Isolation from External Systems The idea of complete isolation from external systems is a myth, particularly when a database is integral to production. Ensuring tests accurately reflect real database interactions offers more reliability and consistency in production environments.
Avoiding Licensing and Cost Issues Licensing and operational costs are legitimate concerns. Ideally, database providers would offer a free tier to mitigate these issues, but this isn’t always the case. If costs become prohibitive, it may be worth exploring alternatives.

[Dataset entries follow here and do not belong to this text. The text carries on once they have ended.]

//! Append-only response log with a monotonic consumed cursor.
//!
//! The transport and the poll timer both observe the same log; the cursor is
//! the single source of truth for what has been consumed, so the two
//! mechanisms can interleave freely without double-counting. The cursor only
//! ever advances, and only to a UTF-8 boundary, so a chunk split mid-codepoint
//! stays buffered until its tail arrives.

use parking_lot::Mutex;
use tokio::sync::Notify;

struct LogInner {
    buf: Vec<u8>,
    cursor: usize,
}

pub struct ResponseLog {
    inner: Mutex<LogInner>,
    /// Pinged on every append — the event-driven observation path.
    appended: Notify,
}

impl Default for ResponseLog {
    fn default() -> Self {
        Self::new()
    }
}

impl ResponseLog {
    pub fn new() -> Self {
        Self {
            inner: Mutex::new(LogInner {
                buf: Vec::new(),
                cursor: 0,
            }),
            appended: Notify::new(),
        }
    }

    /// Append raw bytes and wake the event-driven observer.
    pub fn append(&self, chunk: &[u8]) {
        if chunk.is_empty() {
            return;
        }
        self.inner.lock().buf.extend_from_slice(chunk);
        self.appended.notify_one();
    }

    /// Wait for the next append. A permit is stored if the append happened
    /// before the wait, so wakeups are never lost.
    pub async fn notified(&self) {
        self.appended.notified().await;
    }

    /// Take everything between the cursor and the last complete UTF-8
    /// boundary, advancing the cursor. Returns `None` when nothing new and
    /// complete has arrived.
    pub fn drain_new(&self) -> Option<String> {
        let mut inner = self.inner.lock();
        let end = utf8_boundary_floor(&inner.buf, inner.buf.len());
        if end <= inner.cursor {
            return None;
        }
        let text = String::from_utf8_lossy(&inner.buf[inner.cursor..end]).into_owned();
        inner.cursor = end;
        Some(text)
    }

    /// The entire buffer as text, regardless of the cursor. Used by the
    /// atomic-delivery fallback when no chunk was ever observed in flight.
    pub fn snapshot_text(&self) -> String {
        let inner = self.inner.lock();
        String::from_utf8_lossy(&inner.buf).into_owned()
    }

    pub fn total_len(&self) -> usize {
        self.inner.lock().buf.len()
    }

    pub fn consumed(&self) -> usize {
        self.inner.lock().cursor
    }
}

/// Largest `n <= end` such that `buf[..n]` does not cut a UTF-8 sequence.
///
/// Only the trailing sequence needs inspection: step back to its lead byte
/// and check whether the sequence is complete. Invalid lead bytes are passed
/// through as-is (length 1) and left to lossy decoding.
fn utf8_boundary_floor(buf: &[u8], end: usize) -> usize {
    if end == 0 {
        return 0;
    }
    let mut lead = end - 1;
    while lead > 0 && buf[lead] & 0xC0 == 0x80 {
        lead -= 1;
    }
    let needed = utf8_seq_len(buf[lead]);
    if lead + needed <= end {
        end
    } else {
        lead
    }
}

fn utf8_seq_len(lead: u8) -> usize {
    if lead < 0x80 {
        1
    } else if lead & 0xE0 == 0xC0 {
        2
    } else if lead & 0xF0 == 0xE0 {
        3
    } else if lead & 0xF8 == 0xF0 {
        4
    } else {
        1
    }
}

#[cfg(test)]
mod tests {
    use super::*;

    #[test]
    fn drain_returns_only_new_bytes() {
        let log = ResponseLog::new();
        log.append(b"hello ");
        assert_eq!(log.drain_new().as_deref(), Some("hello "));
        assert_eq!(log.drain_new(), None);

        log.append(b"world");
        assert_eq!(log.drain_new().as_deref(), Some("world"));
        assert_eq!(log.consumed(), 11);
    }

    #[test]
    fn interleaved_observers_never_double_count() {
        // Simulates the event path and the poll path racing over one log.
        let log = ResponseLog::new();
        let mut collected = String::new();

        log.append(b"abc");
        if let Some(t) = log.drain_new() {
            collected.push_str(&t); // event path
        }
        if let Some(t) = log.drain_new() {
            collected.push_str(&t); // poll path fires right after
        }
        log.append(b"def");
        if let Some(t) = log.drain_new() {
            collected.push_str(&t);
        }
        assert_eq!(collected, "abcdef");
    }

    #[test]
    fn multibyte_char_split_across_chunks_stays_buffered() {
        let log = ResponseLog::new();
        let euro = "€".as_bytes(); // 3 bytes
        log.append(b"cost: ");
        log.append(&euro[..1]);
        // Partial lead byte: not drainable yet.
        assert_eq!(log.drain_new().as_deref(), Some("cost: "));
        log.append(&euro[1..]);
        assert_eq!(log.drain_new().as_deref(), Some("€"));
    }

    #[test]
    fn four_byte_sequence_boundary() {
        let log = ResponseLog::new();
        let emoji = "🏀".as_bytes(); // 4 bytes
        log.append(&emoji[..3]);
        assert_eq!(log.drain_new(), None);
        log.append(&emoji[3..]);
        assert_eq!(log.drain_new().as_deref(), Some("🏀"));
    }

    #[test]
    fn snapshot_ignores_cursor() {
        let log = ResponseLog::new();
        log.append(b"full text");
        let _ = log.drain_new();
        assert_eq!(log.snapshot_text(), "full text");
    }

    #[test]
    fn boundary_floor_on_pure_ascii() {
        assert_eq!(utf8_boundary_floor(b"abc", 3), 3);
        assert_eq!(utf8_boundary_floor(b"", 0), 0);
    }
}
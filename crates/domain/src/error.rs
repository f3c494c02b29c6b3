/// Shared error type used across all Courtside crates.
#[derive(thiserror::Error, Debug)]
pub enum Error {
    #[error("IO: {0}")]
    Io(#[from] std::io::Error),

    #[error("JSON: {0}")]
    Json(#[from] serde_json::Error),

    #[error("network: {0}")]
    Network(String),

    #[error("timeout: {0}")]
    Timeout(String),

    #[error("request cancelled")]
    Cancelled,

    #[error("empty response body")]
    EmptyResponse,

    #[error("persistence: {0}")]
    Persistence(String),

    #[error("config: {0}")]
    Config(String),

    #[error("{0}")]
    Other(String),
}

pub type Result<T> = std::result::Result<T, Error>;

impl Error {
    /// True for the failure classes that may be shown to the user as
    /// fallback bubble text. Everything else is logged and swallowed.
    pub fn is_user_visible(&self) -> bool {
        matches!(
            self,
            Error::Network(_) | Error::Timeout(_) | Error::EmptyResponse
        )
    }
}

#[cfg(test)]
mod tests {
    use super::*;

    #[test]
    fn user_visible_classes() {
        assert!(Error::Network("down".into()).is_user_visible());
        assert!(Error::Timeout("15s".into()).is_user_visible());
        assert!(Error::EmptyResponse.is_user_visible());
        assert!(!Error::Persistence("disk".into()).is_user_visible());
        assert!(!Error::Cancelled.is_user_visible());
    }
}
//! The ingestion pipeline proper.
//!
//! One send is one [`StreamSession`] driven by a single task that:
//! - races the transport against the 30s deadline and the cancel token,
//! - observes log growth through both the event path (append notifications)
//!   and the poll path (150ms interval), deduplicated by the log cursor,
//! - debounces renders through the flush gate and emits haptic pulses,
//! - on completion drains tail bytes, applies the atomic-delivery fallback,
//!   flushes unconditionally, persists the exchange, and reports the result.
//!
//! Entry point: [`StreamPipeline::send_message`] spawns the task and returns
//! a [`StreamHandle`] of [`ChatEvent`]s, or `None` when a send is already in
//! flight (the second attempt is dropped, not queued).

use std::sync::atomic::{AtomicBool, Ordering};
use std::sync::Arc;
use std::time::Duration;

use tokio::sync::mpsc;
use tokio::time::{self, Instant, MissedTickBehavior};
use tokio_util::sync::CancellationToken;
use uuid::Uuid;

use cs_domain::chat::{ChatMessage, Role};
use cs_domain::config::StreamConfig;
use cs_domain::error::Error;
use cs_domain::stream::BoxStream;
use cs_domain::trace::TraceEvent;
use cs_threads::ThreadStore;

use crate::buffer::ResponseLog;
use crate::gate::{FlushDecision, FlushGate, HapticGate};
use crate::transport::{ChatBody, ChatTransport};

// ━━━━━━━━━━━━━━━━━━━━━━━━━━━━━━━━━━━━━━━━━━━━━━━━━━━━━━━━━━━━━━━━━━
// Events & handle
// ━━━━━━━━━━━━━━━━━━━━━━━━━━━━━━━━━━━━━━━━━━━━━━━━━━━━━━━━━━━━━━━━━━

/// Events emitted to the UI while a chat response streams in.
#[derive(Debug, Clone)]
pub enum ChatEvent {
    /// Render the accumulated text so far. Emitted at most once per flush
    /// window, plus one final unconditional flush on completion.
    Render { content: String },

    /// A tactile pulse, rate-limited independently of renders.
    Haptic,

    /// The response completed and the exchange was handed to the thread
    /// store. `thread_id` is None only if creating the thread failed.
    Done {
        content: String,
        thread_id: Option<String>,
    },

    /// Terminal failure. Any partial text already rendered stays on screen.
    Error { message: String },
}

/// Handle to one in-flight chat request.
pub struct StreamHandle {
    pub request_id: Uuid,
    pub events: mpsc::UnboundedReceiver<ChatEvent>,
    cancel: CancellationToken,
}

impl StreamHandle {
    /// Cancel the request. Wire this to screen teardown so an abandoned chat
    /// doesn't finish in the background.
    pub fn abort(&self) {
        self.cancel.cancel();
    }

    /// A clone of the cancel token, for tying the request to a wider UI
    /// lifecycle scope.
    pub fn cancel_token(&self) -> CancellationToken {
        self.cancel.clone()
    }

    /// Consume the handle as an event stream.
    pub fn into_stream(self) -> BoxStream<'static, ChatEvent> {
        let mut rx = self.events;
        Box::pin(async_stream::stream! {
            while let Some(event) = rx.recv().await {
                yield event;
            }
        })
    }
}

// ━━━━━━━━━━━━━━━━━━━━━━━━━━━━━━━━━━━━━━━━━━━━━━━━━━━━━━━━━━━━━━━━━━
// Pipeline
// ━━━━━━━━━━━━━━━━━━━━━━━━━━━━━━━━━━━━━━━━━━━━━━━━━━━━━━━━━━━━━━━━━━

pub struct StreamPipeline {
    cfg: StreamConfig,
    transport: Arc<dyn ChatTransport>,
    threads: Arc<dyn ThreadStore>,
    /// Guard flag: only one stream session may exist at a time.
    sending: Arc<AtomicBool>,
}

impl StreamPipeline {
    pub fn new(
        cfg: StreamConfig,
        transport: Arc<dyn ChatTransport>,
        threads: Arc<dyn ThreadStore>,
    ) -> Self {
        Self {
            cfg,
            transport,
            threads,
            sending: Arc::new(AtomicBool::new(false)),
        }
    }

    pub fn is_sending(&self) -> bool {
        self.sending.load(Ordering::Acquire)
    }

    /// Start one chat turn. Returns `None` when a send is already in flight.
    pub fn send_message(
        &self,
        user_id: &str,
        thread_id: Option<String>,
        user_text: &str,
        history: Vec<ChatMessage>,
    ) -> Option<StreamHandle> {
        if self
            .sending
            .compare_exchange(false, true, Ordering::AcqRel, Ordering::Acquire)
            .is_err()
        {
            tracing::debug!("chat send dropped: a stream session is already active");
            return None;
        }

        let request_id = Uuid::new_v4();
        let (tx, rx) = mpsc::unbounded_channel();
        let cancel = CancellationToken::new();

        let body = ChatBody {
            message: user_text.to_owned(),
            system_prompt: None,
            conversation_history: history,
        };

        tokio::spawn(ingest(
            self.cfg.clone(),
            self.transport.clone(),
            self.threads.clone(),
            self.sending.clone(),
            cancel.clone(),
            request_id,
            user_id.to_owned(),
            thread_id,
            user_text.to_owned(),
            body,
            tx,
        ));

        Some(StreamHandle {
            request_id,
            events: rx,
            cancel,
        })
    }
}

// ━━━━━━━━━━━━━━━━━━━━━━━━━━━━━━━━━━━━━━━━━━━━━━━━━━━━━━━━━━━━━━━━━━
// Session state
// ━━━━━━━━━━━━━━━━━━━━━━━━━━━━━━━━━━━━━━━━━━━━━━━━━━━━━━━━━━━━━━━━━━

struct StreamSession {
    accumulated: String,
    /// In-flight observations only; the completion tail drain doesn't count.
    chunk_events: usize,
    flush_gate: FlushGate,
    haptic_gate: HapticGate,
    pending_flush_at: Option<Instant>,
}

impl StreamSession {
    fn new(cfg: &StreamConfig) -> Self {
        Self {
            accumulated: String::new(),
            chunk_events: 0,
            flush_gate: FlushGate::new(Duration::from_millis(cfg.flush_interval_ms)),
            haptic_gate: HapticGate::new(Duration::from_millis(cfg.haptic_interval_ms)),
            pending_flush_at: None,
        }
    }

    /// Apply any new log growth, whichever observation path noticed it.
    fn observe(&mut self, log: &ResponseLog, tx: &mpsc::UnboundedSender<ChatEvent>) {
        let Some(delta) = log.drain_new() else {
            return;
        };
        self.accumulated.push_str(&delta);
        self.chunk_events += 1;

        let now = Instant::now();
        if self.haptic_gate.try_pulse(now) {
            let _ = tx.send(ChatEvent::Haptic);
        }
        match self.flush_gate.check(now) {
            FlushDecision::Flush => self.flush_now(tx),
            FlushDecision::Defer(remaining) => {
                // At most one pending flush; later chunks fold into it.
                if self.pending_flush_at.is_none() {
                    self.pending_flush_at = Some(now + remaining);
                }
            }
        }
    }

    fn flush_now(&mut self, tx: &mpsc::UnboundedSender<ChatEvent>) {
        self.flush_gate.mark(Instant::now());
        self.pending_flush_at = None;
        let _ = tx.send(ChatEvent::Render {
            content: self.accumulated.clone(),
        });
    }
}

// ━━━━━━━━━━━━━━━━━━━━━━━━━━━━━━━━━━━━━━━━━━━━━━━━━━━━━━━━━━━━━━━━━━
// The ingestion task
// ━━━━━━━━━━━━━━━━━━━━━━━━━━━━━━━━━━━━━━━━━━━━━━━━━━━━━━━━━━━━━━━━━━

#[allow(clippy::too_many_arguments)]
async fn ingest(
    cfg: StreamConfig,
    transport: Arc<dyn ChatTransport>,
    threads: Arc<dyn ThreadStore>,
    sending: Arc<AtomicBool>,
    cancel: CancellationToken,
    request_id: Uuid,
    user_id: String,
    thread_id: Option<String>,
    user_text: String,
    body: ChatBody,
    tx: mpsc::UnboundedSender<ChatEvent>,
) {
    let log = Arc::new(ResponseLog::new());
    let mut session = StreamSession::new(&cfg);
    let started = Instant::now();

    TraceEvent::StreamStarted {
        request_id: request_id.to_string(),
    }
    .emit();

    let deadline = time::sleep(Duration::from_millis(cfg.request_timeout_ms));
    tokio::pin!(deadline);
    let mut transport_fut = Box::pin(transport.run(body, log.clone()));
    let mut poll = time::interval(Duration::from_millis(cfg.poll_interval_ms));
    poll.set_missed_tick_behavior(MissedTickBehavior::Skip);

    let outcome = loop {
        tokio::select! {
            biased;

            res = &mut transport_fut => break res,

            _ = cancel.cancelled() => break Err(Error::Cancelled),

            _ = &mut deadline => {
                break Err(Error::Timeout(format!(
                    "chat response exceeded {}ms",
                    cfg.request_timeout_ms
                )));
            }

            // Event-driven delivery: the transport pinged the log.
            _ = log.notified() => session.observe(&log, &tx),

            // Polling delivery: re-read the same log on a fixed cadence.
            _ = poll.tick() => session.observe(&log, &tx),

            // The deferred render from the flush gate.
            _ = time::sleep_until(session.pending_flush_at.unwrap_or_else(Instant::now)),
                if session.pending_flush_at.is_some() => session.flush_now(&tx),
        }
    };

    match outcome {
        Ok(status) => {
            // Tail bytes that landed between the last observation and
            // completion.
            if let Some(tail) = log.drain_new() {
                session.accumulated.push_str(&tail);
            }

            // The whole body arrived with no in-flight observations (some
            // hosts deliver everything in the final load event): the final
            // buffer *is* the message.
            let atomic_delivery = session.chunk_events == 0;
            if atomic_delivery {
                session.accumulated = log.snapshot_text();
            }

            session.flush_now(&tx);

            TraceEvent::StreamCompleted {
                request_id: request_id.to_string(),
                chunk_events: session.chunk_events,
                bytes: log.total_len(),
                duration_ms: started.elapsed().as_millis() as u64,
                atomic_delivery,
            }
            .emit();

            if !(200..300).contains(&status) {
                // Rendered partial text stays on screen; it is never
                // retracted.
                TraceEvent::StreamFailed {
                    request_id: request_id.to_string(),
                    reason: format!("status {status}"),
                }
                .emit();
                let _ = tx.send(ChatEvent::Error {
                    message: format!("assistant returned status {status}"),
                });
            } else {
                let thread_id = persist_exchange(
                    &*threads,
                    &user_id,
                    thread_id,
                    &user_text,
                    &session.accumulated,
                )
                .await;
                let _ = tx.send(ChatEvent::Done {
                    content: session.accumulated.clone(),
                    thread_id,
                });
            }
        }
        Err(e) => {
            TraceEvent::StreamFailed {
                request_id: request_id.to_string(),
                reason: e.to_string(),
            }
            .emit();
            let _ = tx.send(ChatEvent::Error {
                message: user_facing_message(&e),
            });
        }
    }

    sending.store(false, Ordering::Release);
}

/// What the terminal error bubble says. Network faults, timeouts, and empty
/// bodies speak for themselves; a user-initiated cancel echoes back; any
/// other failure class is internal detail and gets a generic line.
fn user_facing_message(e: &Error) -> String {
    match e {
        Error::Cancelled => e.to_string(),
        _ if e.is_user_visible() => e.to_string(),
        _ => "Something went wrong sending that. Try again.".to_owned(),
    }
}

/// Hand the completed exchange to the thread store. Failures degrade chat
/// history but never surface to the live conversation.
async fn persist_exchange(
    store: &dyn ThreadStore,
    user_id: &str,
    thread_id: Option<String>,
    user_text: &str,
    assistant_text: &str,
) -> Option<String> {
    let thread_id = match thread_id {
        Some(id) => id,
        None => match store.create_thread(user_id, user_text).await {
            Ok(id) => id,
            Err(e) => {
                tracing::warn!(error = %e, "thread create failed; exchange not persisted");
                return None;
            }
        },
    };

    if let Err(e) = store.save_message(&thread_id, Role::User, user_text).await {
        tracing::warn!(thread_id = %thread_id, error = %e, "user message save failed");
    }
    if let Err(e) = store
        .save_message(&thread_id, Role::Assistant, assistant_text)
        .await
    {
        tracing::warn!(thread_id = %thread_id, error = %e, "assistant message save failed");
    }
    Some(thread_id)
}

// ━━━━━━━━━━━━━━━━━━━━━━━━━━━━━━━━━━━━━━━━━━━━━━━━━━━━━━━━━━━━━━━━━━
// Tests
// ━━━━━━━━━━━━━━━━━━━━━━━━━━━━━━━━━━━━━━━━━━━━━━━━━━━━━━━━━━━━━━━━━━
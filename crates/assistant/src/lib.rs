//! Suggestion fetch client — stateless request/response wrapper around the
//! page-scan and single-game insight endpoints.

pub mod http;
pub mod parse;
pub mod traits;

pub use http::HttpSuggestionClient;
pub use parse::parse_response;
pub use traits::{PagePayload, SuggestionBackend, SuggestionResult};
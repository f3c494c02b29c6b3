//! Render and haptic cadence gates.
//!
//! Raw chunk arrival can be far more frequent than is useful to render. The
//! flush gate caps UI re-renders at one per interval: a flush either happens
//! immediately (last one is old enough) or is deferred by exactly the
//! remaining time — never more than one deferred flush at a time. The haptic
//! gate is the same idea without deferral: pulses outside the window are
//! simply dropped.

use std::time::Duration;

use tokio::time::Instant;

#[derive(Debug, Clone, Copy, PartialEq, Eq)]
pub enum FlushDecision {
    /// Flush now and mark the gate.
    Flush,
    /// Too soon; hold one pending flush for this long.
    Defer(Duration),
}

pub struct FlushGate {
    min_interval: Duration,
    last_flush: Option<Instant>,
}

impl FlushGate {
    pub fn new(min_interval: Duration) -> Self {
        Self {
            min_interval,
            last_flush: None,
        }
    }

    /// Decide whether new content may render at `now`.
    pub fn check(&self, now: Instant) -> FlushDecision {
        match self.last_flush {
            None => FlushDecision::Flush,
            Some(last) => {
                let elapsed = now.saturating_duration_since(last);
                if elapsed >= self.min_interval {
                    FlushDecision::Flush
                } else {
                    FlushDecision::Defer(self.min_interval - elapsed)
                }
            }
        }
    }

    /// Record that a flush happened at `now`.
    pub fn mark(&mut self, now: Instant) {
        self.last_flush = Some(now);
    }
}

pub struct HapticGate {
    min_interval: Duration,
    last_pulse: Option<Instant>,
}

impl HapticGate {
    pub fn new(min_interval: Duration) -> Self {
        Self {
            min_interval,
            last_pulse: None,
        }
    }

    /// Returns true when a pulse may fire at `now`, marking the gate.
    pub fn try_pulse(&mut self, now: Instant) -> bool {
        let allowed = match self.last_pulse {
            None => true,
            Some(last) => now.saturating_duration_since(last) >= self.min_interval,
        };
        if allowed {
            self.last_pulse = Some(now);
        }
        allowed
    }
}
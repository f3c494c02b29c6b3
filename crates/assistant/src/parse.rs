//! Game-id trailer extraction.
//!
//! Page-scan responses may end with a `[GAME_ID:<id>]` trailer that links the
//! suggestion to one game. The tag is matched case-insensitively, stripped
//! from the display text, and its absence means "no linked game" — never an
//! error. A malformed tag (empty id) is treated exactly like an absent one.

use std::sync::OnceLock;

use regex::Regex;

/// A suggestion split into display text and optional linked game.
#[derive(Debug, Clone, PartialEq, Eq)]
pub struct ParsedSuggestion {
    pub suggestion: String,
    pub game_id: Option<String>,
}

fn trailer_re() -> &'static Regex {
    static RE: OnceLock<Regex> = OnceLock::new();
    RE.get_or_init(|| {
        // Trailing tag only; anything mid-text is left alone.
        Regex::new(r"(?i)\[game_id:\s*([^\]\s]+)\s*\]\s*$").unwrap()
    })
}

/// Split raw response text into display text and an optional game id.
pub fn parse_response(raw: &str) -> ParsedSuggestion {
    let trimmed = raw.trim();
    match trailer_re().captures(trimmed) {
        Some(caps) => {
            let tag = caps.get(0).unwrap();
            let game_id = caps.get(1).unwrap().as_str().to_string();
            ParsedSuggestion {
                suggestion: trimmed[..tag.start()].trim_end().to_string(),
                game_id: Some(game_id),
            }
        }
        None => ParsedSuggestion {
            suggestion: trimmed.to_string(),
            game_id: None,
        },
    }
}
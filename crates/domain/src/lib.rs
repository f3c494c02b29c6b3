//! Shared domain types for the Courtside assistant engine.

pub mod chat;
pub mod config;
pub mod error;
pub mod game;
pub mod stream;
pub mod trace;
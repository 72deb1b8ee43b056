use std::io;
use thiserror::Error;

#[derive(Debug, Error)]
pub enum YdfError {
    #[error("File not found: {0}")]
    FileNotFound(String),

    #[error("IO error: {0}")]
    Io(#[from] io::Error),

    #[error("Channel index {0} out of range")]
    InvalidChannelIndex(usize),

    #[error("Event index {0} out of range")]
    InvalidEventIndex(usize),

    #[error("Event {index} (offset {start}, length {length}) exceeds the {available}-byte event block")]
    EventOutOfRange {
        index: usize,
        start: usize,
        length: usize,
        available: usize,
    },

    #[error("Event {index} ({label}) has a malformed JSON payload: {source}")]
    EventPayload {
        index: usize,
        label: String,
        #[source]
        source: serde_json::Error,
    },
}

pub type Result<T> = std::result::Result<T, YdfError>;
use std::borrow::Cow;

use chrono::{NaiveDate, NaiveDateTime, NaiveTime};

/// 去除字段两端的空白和NUL填充
pub fn trim_padding(s: &str) -> &str {
    s.trim_matches(|c: char| c.is_ascii_whitespace() || c == '\0')
}

/// 宽松的整数解析：读取前导符号和数字，其余忽略，无法解析时返回0
pub fn atoi_lenient(s: &str) -> i64 {
    let s = trim_padding(s);
    let (negative, digits) = match s.as_bytes().first() {
        Some(b'-') => (true, &s[1..]),
        Some(b'+') => (false, &s[1..]),
        _ => (false, s),
    };

    let end = digits
        .find(|c: char| !c.is_ascii_digit())
        .unwrap_or(digits.len());
    let value = digits[..end].parse::<i64>().unwrap_or(0);

    if negative { -value } else { value }
}

/// 宽松的浮点数解析，无法解析时返回0.0
pub fn atof_lenient(s: &str) -> f64 {
    let s = trim_padding(s);
    if s.is_empty() {
        return 0.0;
    }

    s.parse::<f64>().unwrap_or_else(|_| atoi_lenient(s) as f64)
}

/// Parses the `dd.mm.yy` / `hh.mm.ss` pair stored in the main header.
///
/// Two-digit years above 84 belong to the 1900s, everything else to the 2000s.
pub fn parse_datetime(date_str: &str, time_str: &str) -> Option<NaiveDateTime> {
    let date_parts: Vec<&str> = trim_padding(date_str).split('.').collect();
    let time_parts: Vec<&str> = trim_padding(time_str).split('.').collect();
    if date_parts.len() != 3 || time_parts.len() != 3 {
        return None;
    }

    let day = atoi_lenient(date_parts[0]);
    let month = atoi_lenient(date_parts[1]);
    let year = {
        let yy = atoi_lenient(date_parts[2]);
        if yy > 84 { 1900 + yy } else { 2000 + yy }
    };

    let date = NaiveDate::from_ymd_opt(
        i32::try_from(year).ok()?,
        u32::try_from(month).ok()?,
        u32::try_from(day).ok()?,
    )?;
    let time = NaiveTime::from_hms_opt(
        u32::try_from(atoi_lenient(time_parts[0])).ok()?,
        u32::try_from(atoi_lenient(time_parts[1])).ok()?,
        u32::try_from(atoi_lenient(time_parts[2])).ok()?,
    )?;

    Some(NaiveDateTime::new(date, time))
}

/// Rewrites the non-finite literals `NaN`, `Infinity` and `-Infinity` to `null`
/// so the payload can be handed to `serde_json`.
///
/// Only bare tokens outside string literals are touched. Input without any of them is
/// returned borrowed.
pub fn replace_non_finite_literals(input: &[u8]) -> Cow<'_, [u8]> {
    const LITERALS: [&[u8]; 3] = [b"-Infinity", b"Infinity", b"NaN"];

    let mut output: Option<Vec<u8>> = None;
    let mut in_string = false;
    let mut escaped = false;
    let mut i = 0;

    while i < input.len() {
        let byte = input[i];

        if in_string {
            if escaped {
                escaped = false;
            } else if byte == b'\\' {
                escaped = true;
            } else if byte == b'"' {
                in_string = false;
            }
        } else if byte == b'"' {
            in_string = true;
        } else if let Some(literal) = LITERALS.iter().find(|lit| {
            input[i..].starts_with(lit) && !is_identifier_byte(input.get(i + lit.len()))
        }) {
            let out = output.get_or_insert_with(|| input[..i].to_vec());
            out.extend_from_slice(b"null");
            i += literal.len();
            continue;
        }

        if let Some(out) = output.as_mut() {
            out.push(byte);
        }
        i += 1;
    }

    match output {
        Some(out) => Cow::Owned(out),
        None => Cow::Borrowed(input),
    }
}

fn is_identifier_byte(byte: Option<&u8>) -> bool {
    byte.map_or(false, |b| b.is_ascii_alphanumeric() || *b == b'_')
}

#[cfg(test)]
mod tests {
    use super::*;

    #[test]
    fn test_trim_padding() {
        assert_eq!(trim_padding("  EEG C3   "), "EEG C3");
        assert_eq!(trim_padding("1.0\0\0\0\0\0"), "1.0");
        assert_eq!(trim_padding("        "), "");
    }

    #[test]
    fn test_atoi_lenient() {
        assert_eq!(atoi_lenient("128     "), 128);
        assert_eq!(atoi_lenient("  -42"), -42);
        assert_eq!(atoi_lenient("+7"), 7);
        assert_eq!(atoi_lenient("12abc"), 12);
        assert_eq!(atoi_lenient("abc"), 0);
        assert_eq!(atoi_lenient(""), 0);
        assert_eq!(atoi_lenient("-"), 0);
    }

    #[test]
    fn test_atof_lenient() {
        assert_eq!(atof_lenient("-200    "), -200.0);
        assert_eq!(atof_lenient("3.5"), 3.5);
        assert_eq!(atof_lenient("12x"), 12.0);
        assert_eq!(atof_lenient(""), 0.0);
    }

    #[test]
    fn test_parse_datetime() {
        let dt = parse_datetime("17.10.26", "08.30.15").unwrap();
        assert_eq!(dt.to_string(), "2026-10-17 08:30:15");

        let old = parse_datetime("01.01.99", "00.00.00").unwrap();
        assert_eq!(old.to_string(), "1999-01-01 00:00:00");

        assert!(parse_datetime("31.02.20", "00.00.00").is_none());
        assert!(parse_datetime("        ", "        ").is_none());
    }

    #[test]
    fn test_replace_non_finite_literals() {
        let input = br#"{"a":NaN,"b":[Infinity,-Infinity],"c":"NaN Infinity"}"#;
        let output = replace_non_finite_literals(input);
        assert_eq!(
            &*output,
            br#"{"a":null,"b":[null,null],"c":"NaN Infinity"}"#.as_slice()
        );

        let plain = br#"{"escaped":"quote \" NaN"}"#;
        assert!(matches!(replace_non_finite_literals(plain), Cow::Borrowed(_)));
    }
}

I’m at a point where, for me, I will need convincing to use an in-memory database for testing, as opposed to the other way around. I’m not saying it’s impossible, but by default, I would want to hear a compelling argument for it. Here’s a non-exhaustive list of arguments that have swayed me:

Rapid Prototyping and Development Cycles If the project is in its infancy and the database and its requirements are still evolving, in-memory databases might be a good fit. However, I would still want to transition to a real database as soon as feasible.
Unit Testing Specific Database Interactions While in-memory databases might not fully mimic the behavior of a production database, they can still be useful for unit testing specific database interactions or data access layers, assuming the tests are designed with the limitations of in-memory databases in mind.